Ferrara wrote the screenplay with Christ Zois, who most recently penned Ferrara’s 2014 “Welcome to New York.”
With so many new comic book movies winning awards and making a killing at the box office, it is difficult to determine which of the current crop will be considered true classics of the genre in time. But for veteran actor Michael Caine, who played Alfred Pennyworth in Christopher Nolan's Dark Knight trilogy, that particular series is something truly special, as he explained to The Hindu, starting with his first meeting with Nolan.'He came to the front door of my house in the country with a script. I could see him through the glass but I couldn't recognize him. The moment he introduced himself, I knew exactly who he was because I was a great fan of his three small films.'
Today Christopher Nolan is known as one of Hollywood's biggest filmmakers. But back in 2005, he was seen as more of an indie director, with his most acclaimed work thus far being the low-budget thriller Momento. But despite the lack of big-name projects to his name, Nolan had already begun making a name for himself as a filmmaker to watch out for when Warner Bros. brought him on to reboot the Batman franchise towards a more realistic path. Caine was aware of this when Nolan came to him to be a part of the planned origin movie about the Dark Knight, Batman Begins.'I told him, 'I am too old for Batman. Do you want me to play the butler? What would my dialogues be? Would you like another beverage or more custard?' So, I did the movie and it was one of the greatest things I have done in my life.'
Clearly, Michael Caine has a great deal of respect for the world that Nolan crafted for his version of Batman, and most critics and audiences would agree.
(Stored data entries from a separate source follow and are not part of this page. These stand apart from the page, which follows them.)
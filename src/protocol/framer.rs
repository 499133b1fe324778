//! Batch Framer
//!
//! Packs encoded commands into size-bounded frames for the link. A command
//! never straddles two frames, and concatenating every frame reproduces the
//! input commands in order.

use super::codec::{CodecError, CommandCodec};
use crate::types::LogicalCommand;
use tracing::debug;

/// Immutable byte payload for one write to the link.
#[derive(Debug, Clone, PartialEq, Eq, Hash)]
pub struct Frame(Vec<u8>);

impl Frame {
    pub fn as_bytes(&self) -> &[u8] {
        &self.0
    }

    pub fn len(&self) -> usize {
        self.0.len()
    }

    pub fn is_empty(&self) -> bool {
        self.0.is_empty()
    }

    pub fn into_bytes(self) -> Vec<u8> {
        self.0
    }

    /// Lowercase hex, two digits per byte, no separators.
    pub fn to_hex(&self) -> String {
        hex::encode(&self.0)
    }
}

impl AsRef<[u8]> for Frame {
    fn as_ref(&self) -> &[u8] {
        &self.0
    }
}

impl From<Frame> for Vec<u8> {
    fn from(frame: Frame) -> Self {
        frame.0
    }
}

/// Split a command list into frames of at most `max_frame_bytes` bytes.
///
/// Every command is range-checked before any frame is produced, so an
/// out-of-range command anywhere in the list yields no output at all.
pub fn encode_batch(
    codec: &CommandCodec,
    commands: &[LogicalCommand],
    max_frame_bytes: usize,
) -> Result<Vec<Frame>, CodecError> {
    if commands.is_empty() {
        return Err(CodecError::EmptyBatch);
    }

    let width = codec.command_width();
    let per_frame = max_frame_bytes / width;
    if per_frame == 0 {
        return Err(CodecError::FrameTooSmall {
            max_frame_bytes,
            command_width: width,
        });
    }

    for (index, cmd) in commands.iter().enumerate() {
        codec
            .descriptor()
            .check(cmd)
            .map_err(|e| CodecError::InBatch {
                index,
                source: Box::new(e),
            })?;
    }

    let mut frames = Vec::with_capacity(commands.len().div_ceil(per_frame));
    for (chunk_no, chunk) in commands.chunks(per_frame).enumerate() {
        let mut bytes = Vec::with_capacity(chunk.len() * width);
        for (i, cmd) in chunk.iter().enumerate() {
            codec
                .encode_into(cmd, &mut bytes)
                .map_err(|e| CodecError::InBatch {
                    index: chunk_no * per_frame + i,
                    source: Box::new(e),
                })?;
        }
        frames.push(Frame(bytes));
    }

    debug!(
        protocol = codec.descriptor().name,
        commands = commands.len(),
        frames = frames.len(),
        max_frame_bytes = max_frame_bytes,
        "Encoded command batch"
    );

    Ok(frames)
}

/// Decode every command in one frame. The frame length must be a whole
/// multiple of the command width.
pub fn decode_batch(codec: &CommandCodec, frame: &[u8]) -> Result<Vec<LogicalCommand>, CodecError> {
    let width = codec.command_width();
    if frame.len() % width != 0 {
        return Err(CodecError::MisalignedFrame {
            len: frame.len(),
            command_width: width,
        });
    }

    frame
        .chunks_exact(width)
        .enumerate()
        .map(|(index, bytes)| {
            codec.decode(bytes).map_err(|e| CodecError::InBatch {
                index,
                source: Box::new(e),
            })
        })
        .collect()
}
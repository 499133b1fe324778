//! Pattern Compiler Tests
//!
//! Timing properties of the compiled command lists, checked through the
//! public API and the default 4 x 4 sleeve.

use haptic_render::patterns::{compile_pulse, compile_sequential, compile_static, compile_stop_all};
use haptic_render::{CommandKind, HapticRenderer, LogicalCommand, PatternError, Position, RenderConfig, Waypoint};
use std::collections::{BTreeSet, HashMap};

fn renderer() -> HapticRenderer {
    HapticRenderer::from_config(&RenderConfig::default()).unwrap()
}

/// (start, stop) delay pairs per actuator, in order.
fn active_intervals(cmds: &[LogicalCommand]) -> HashMap<u8, Vec<(u32, u32)>> {
    let mut open: HashMap<u8, u32> = HashMap::new();
    let mut intervals: HashMap<u8, Vec<(u32, u32)>> = HashMap::new();
    let mut sorted = cmds.to_vec();
    sorted.sort_by_key(|c| c.delay_ms);
    for cmd in sorted {
        match cmd.kind {
            CommandKind::Start => {
                open.insert(cmd.address, cmd.delay_ms);
            }
            CommandKind::Stop => {
                if let Some(start) = open.remove(&cmd.address) {
                    intervals.entry(cmd.address).or_default().push((start, cmd.delay_ms));
                }
            }
        }
    }
    assert!(open.is_empty(), "unterminated start commands: {open:?}");
    intervals
}

/// Actuators a device would have running `t` ms into the pattern.
fn active_at(cmds: &[LogicalCommand], t: u32) -> BTreeSet<u8> {
    let mut on = BTreeSet::new();
    for cmd in cmds.iter().filter(|c| c.delay_ms <= t) {
        match cmd.kind {
            CommandKind::Start => on.insert(cmd.address),
            CommandKind::Stop => on.remove(&cmd.address),
        };
    }
    on
}

#[test]
fn test_static_single_actuator() {
    let cmds = compile_static(&[5], 10, 2, 1000);
    assert_eq!(
        cmds,
        vec![LogicalCommand::start(5, 10, 2, 0), LogicalCommand::stop(5, 1000)]
    );
}

#[test]
fn test_pulse_cadence() {
    let cmds = compile_pulse(&[0, 1], 8, 3, 200, 100, 2).unwrap();
    assert_eq!(cmds.len(), 8);

    let intervals = active_intervals(&cmds);
    for id in [0, 1] {
        assert_eq!(intervals[&id], vec![(0, 200), (300, 500)]);
    }
    assert!(cmds
        .iter()
        .filter(|c| c.is_start())
        .all(|c| c.duty == 8 && c.freq_index == 3));
}

#[test]
fn test_sequential_never_overlaps() {
    let cmds = compile_sequential(&[0, 1, 2], 5, 1, 300, 50).unwrap();
    let mut all: Vec<(u32, u32)> = active_intervals(&cmds).into_values().flatten().collect();
    all.sort_unstable();
    assert_eq!(all.len(), 3);
    for pair in all.windows(2) {
        assert!(pair[0].1 <= pair[1].0, "{:?} overlaps {:?}", pair[0], pair[1]);
    }
    assert_eq!(all, vec![(0, 300), (350, 650), (700, 1000)]);
}

#[test]
fn test_pulse_overflow_is_reported() {
    let err = compile_pulse(&[0], 1, 1, u32::MAX, u32::MAX, 4).unwrap_err();
    assert!(matches!(err, PatternError::DelayOverflow { .. }));
}

#[test]
fn test_stop_all_is_immediate() {
    let cmds = compile_stop_all(&[3, 9, 12]);
    assert_eq!(cmds.len(), 3);
    assert!(cmds.iter().all(|c| c.kind == CommandKind::Stop && c.delay_ms == 0));
}

#[test]
fn test_trajectory_of_ids_is_sequential() {
    let r = renderer();
    let cmds = r
        .compile_trajectory(&[Waypoint::Actuator(0), Waypoint::Actuator(1), Waypoint::Actuator(2)], 1.0, 4, 0.1)
        .unwrap();
    assert_eq!(cmds.len(), 6);
    let mut all: Vec<(u32, u32)> = active_intervals(&cmds).into_values().flatten().collect();
    all.sort_unstable();
    // 100 ms on, 20 ms gap
    assert_eq!(all, vec![(0, 100), (120, 220), (240, 340)]);
}

#[test]
fn test_trajectory_through_phantom_point() {
    let r = renderer();
    let waypoints = [Waypoint::Actuator(0), Waypoint::Point(Position::new(90.0, 90.0)), Waypoint::Actuator(10)];
    let cmds = r.compile_trajectory(&waypoints, 0.8, 4, 0.05).unwrap();

    // Exact hit + 3-actuator phantom + exact hit, one start and one stop each.
    assert_eq!(cmds.len(), 2 * (1 + 3 + 1));
    assert!(cmds.windows(2).all(|w| w[0].delay_ms <= w[1].delay_ms));

    // SOA = 0.32 * 0.05 + 0.0473 = 63.3 ms; onsets at 0, 63.3 and 126.6 ms.
    let mut starts: Vec<u32> = cmds.iter().filter(|c| c.is_start()).map(|c| c.delay_ms).collect();
    starts.dedup();
    assert_eq!(starts, vec![0, 63, 127]);

    for (_, intervals) in active_intervals(&cmds) {
        for (on, off) in intervals {
            assert_eq!(off - on, 50);
        }
    }
}

#[test]
fn test_overlapping_trajectory_steps_leave_no_gap() {
    let r = renderer();
    let (a, b) = (Position::new(20.0, 10.0), Position::new(25.0, 10.0));
    // SOA = 0.32 * 0.15 + 0.0473 = 95.3 ms, shorter than the 150 ms step.
    let cmds = r.compile_trajectory(&[Waypoint::Point(a), Waypoint::Point(b)], 1.0, 4, 0.15).unwrap();

    for t in 0..245 {
        assert!(!active_at(&cmds, t).is_empty(), "nothing running at {t} ms");
    }
    let second: BTreeSet<u8> = r.synthesize(b, 1.0).unwrap().iter().map(|c| c.actuator).collect();
    assert_eq!(active_at(&cmds, 160), second);
    assert!(active_at(&cmds, 245).is_empty());
}

#[test]
fn test_dense_resampling_is_an_error_not_an_allocation() {
    let mut config = RenderConfig::default();
    config.timing.resample_max_interval_s = Some(1e-9);
    config.timing.resample_speed = Some(1.0);
    assert!(config.validate().is_ok());

    let r = HapticRenderer::from_config(&config).unwrap();
    let err = r
        .compile_trajectory(
            &[Waypoint::Point(Position::new(20.0, 10.0)), Waypoint::Point(Position::new(25.0, 10.0))],
            1.0,
            4,
            0.15,
        )
        .unwrap_err();
    assert!(matches!(err, PatternError::ResampleTooDense { .. }), "{err}");
}

#[test]
fn test_trajectory_needs_two_waypoints() {
    let r = renderer();
    assert!(r.compile_trajectory(&[Waypoint::Actuator(0)], 1.0, 0, 0.1).unwrap().is_empty());
    assert!(r.compile_trajectory(&[], 1.0, 0, 0.1).unwrap().is_empty());
}

#[test]
fn test_trajectory_rejects_unknown_actuator() {
    let r = renderer();
    let err = r
        .compile_trajectory(&[Waypoint::Actuator(0), Waypoint::Actuator(99)], 1.0, 0, 0.1)
        .unwrap_err();
    assert_eq!(err, PatternError::UnknownActuator { id: 99 });
}

#[test]
fn test_trajectory_rejects_bad_step() {
    let r = renderer();
    let waypoints = [Waypoint::Actuator(0), Waypoint::Actuator(1)];
    assert!(matches!(
        r.compile_trajectory(&waypoints, 1.0, 0, 0.0),
        Err(PatternError::InvalidStepDuration(_))
    ));
    assert!(matches!(
        r.compile_trajectory(&waypoints, f64::NAN, 0, 0.1),
        Err(PatternError::InvalidIntensity(_))
    ));
}

#[test]
fn test_compiled_patterns_encode() {
    let r = renderer();
    let cmds = compile_pulse(&[0, 1, 2, 3], 100, 31, 50, 50, 20).unwrap();
    let frames = r.encode_batch(&cmds).unwrap();
    let total: usize = frames.iter().map(|f| f.len()).sum();
    assert_eq!(total, cmds.len() * 5);
}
The Dark Knight trilogy is widely considered one of the best comic book movies of all time, with the second film in the series, often singled out as the best comic book film ever made, with a once-in-a-generation, Oscar-winning turn by Heath Ledger as the maniacal Joker.
The respect is returned by Nolan, who has put Caine in each of his films ever since the two got together on the sets of Batman Begins. There have even been jokes about Caine having become a necessity for a Nolan film to be successful, so much so that the actor was roped in simply to provide a voice-over for Dunkirk, and received a billing in the credit title for the effort.
Caine is also a part of Nolan's latest film, Tenet, which, in typical Nolan fashion, is shrouded in mystery even after the release of its first trailer online. There are rumors of the movie being a sequel to Inception, and involves some elements of time travel. Apart from Caine, the film stars John David Washington and Robert Pattinson, who coincidentally is set to take over the mantle of Batman for director Matt Reeves's upcoming feature. This news comes from The Hindu.